Exercise description: Word for word, return the lines from the start of the entries below through the line that has "two open tabs.".

Supplied records:
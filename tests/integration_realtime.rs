mod common;

use std::time::Duration;

use http::StatusCode;
use serde_json::json;
use tokio::time::timeout;
use uuid::Uuid;

use devconnect::models::notification::{NotificationEvent, NotificationKind};
use devconnect::realtime::bus::NotificationBus;

use common::{register, request, test_app, token_of, user_id_of};

fn follow_event(from: &str, from_id: &str) -> NotificationEvent {
    NotificationEvent {
        kind: NotificationKind::Follow,
        from: from.to_string(),
        from_id: from_id.to_string(),
    }
}

#[tokio::test]
async fn test_publish_delivers_one_copy_per_subscribed_session() {
    let bus = NotificationBus::new();

    // Two sessions for the same user, e.g. two open tabs.
    let mut tab_one = bus.subscribe(Uuid::new_v4(), "user-1").await;
    let mut tab_two = bus.subscribe(Uuid::new_v4(), "user-1").await;

    let delivered = bus.publish("user-1", follow_event("Ada", "user-2")).await;
    assert_eq!(delivered, 2);

    for rx in [&mut tab_one, &mut tab_two] {
        let event = rx.try_recv().expect("each session receives its own copy");
        assert_eq!(event.kind, NotificationKind::Follow);
        assert_eq!(event.from, "Ada");
        assert!(rx.try_recv().is_err(), "at most one copy per session");
    }
}

#[tokio::test]
async fn test_publish_to_empty_channel_is_silently_dropped() {
    let bus = NotificationBus::new();
    let delivered = bus.publish("nobody-home", follow_event("Ada", "user-2")).await;
    assert_eq!(delivered, 0);
}

#[tokio::test]
async fn test_unsubscribe_removes_session() {
    let bus = NotificationBus::new();

    let session = Uuid::new_v4();
    let mut rx = bus.subscribe(session, "user-1").await;
    bus.unsubscribe(session).await;
    // Idempotent on a session that is already gone.
    bus.unsubscribe(session).await;

    assert_eq!(bus.publish("user-1", follow_event("Ada", "user-2")).await, 0);
    assert!(rx.try_recv().is_err());
}

#[tokio::test]
async fn test_rejoin_moves_session_to_new_channel() {
    let bus = NotificationBus::new();

    let session = Uuid::new_v4();
    let _old = bus.subscribe(session, "user-1").await;
    let mut current = bus.subscribe(session, "user-2").await;

    assert_eq!(bus.publish("user-1", follow_event("Ada", "a")).await, 0);
    assert_eq!(bus.publish("user-2", follow_event("Ada", "a")).await, 1);
    assert!(current.try_recv().is_ok());
}

#[tokio::test]
async fn test_dropped_receiver_is_pruned_on_publish() {
    let bus = NotificationBus::new();

    let rx = bus.subscribe(Uuid::new_v4(), "user-1").await;
    drop(rx);

    assert_eq!(bus.publish("user-1", follow_event("Ada", "a")).await, 0);
}

#[tokio::test]
async fn test_follow_dispatches_notification_to_target_channel() {
    let (app, state) = test_app().await;

    let ada = register(&app, "Ada", "ada@x.com").await;
    let lin = register(&app, "Lin", "lin@x.com").await;
    let (ada_token, ada_id) = (token_of(&ada), user_id_of(&ada));
    let lin_id = user_id_of(&lin);

    // Lin's session has joined its own channel before the follow dispatches.
    let mut events = state.bus.subscribe(Uuid::new_v4(), &lin_id).await;

    let (status, _) = request(
        &app,
        "PUT",
        &format!("/api/users/follow/{}", lin_id),
        Some(&ada_token),
        None,
    )
    .await;
    assert_eq!(status, StatusCode::OK);

    let event = timeout(Duration::from_secs(1), events.recv())
        .await
        .expect("notification not dispatched")
        .unwrap();
    assert_eq!(event.kind, NotificationKind::Follow);
    assert_eq!(event.from, "Ada");
    assert_eq!(event.from_id, ada_id);
    assert!(events.try_recv().is_err(), "exactly one event per follow");

    // The wire shape is {type, from, fromId}.
    assert_eq!(
        serde_json::to_value(&event).unwrap(),
        json!({"type": "follow", "from": "Ada", "fromId": ada_id})
    );
}

#[tokio::test]
async fn test_follow_without_connected_recipient_still_succeeds() {
    let (app, _state) = test_app().await;

    let ada = register(&app, "Ada", "ada@x.com").await;
    let lin = register(&app, "Lin", "lin@x.com").await;

    let (status, following) = request(
        &app,
        "PUT",
        &format!("/api/users/follow/{}", user_id_of(&lin)),
        Some(&token_of(&ada)),
        None,
    )
    .await;
    assert_eq!(status, StatusCode::OK);
    assert_eq!(following, json!([user_id_of(&lin)]));
}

Answer:
filename tests/integration_realtime.rs
mod common;

use std::time::Duration;

use http::StatusCode;
use serde_json::json;
use tokio::time::timeout;
use uuid::Uuid;

use devconnect::models::notification::{NotificationEvent, NotificationKind};
use devconnect::realtime::bus::NotificationBus;

use common::{register, request, test_app, token_of, user_id_of};

fn follow_event(from: &str, from_id: &str) -> NotificationEvent {
    NotificationEvent {
        kind: NotificationKind::Follow,
        from: from.to_string(),
        from_id: from_id.to_string(),
    }
}

#[tokio::test]
async fn test_publish_delivers_one_copy_per_subscribed_session() {
    let bus = NotificationBus::new();

    // Two sessions for the same user, e.g. two open tabs.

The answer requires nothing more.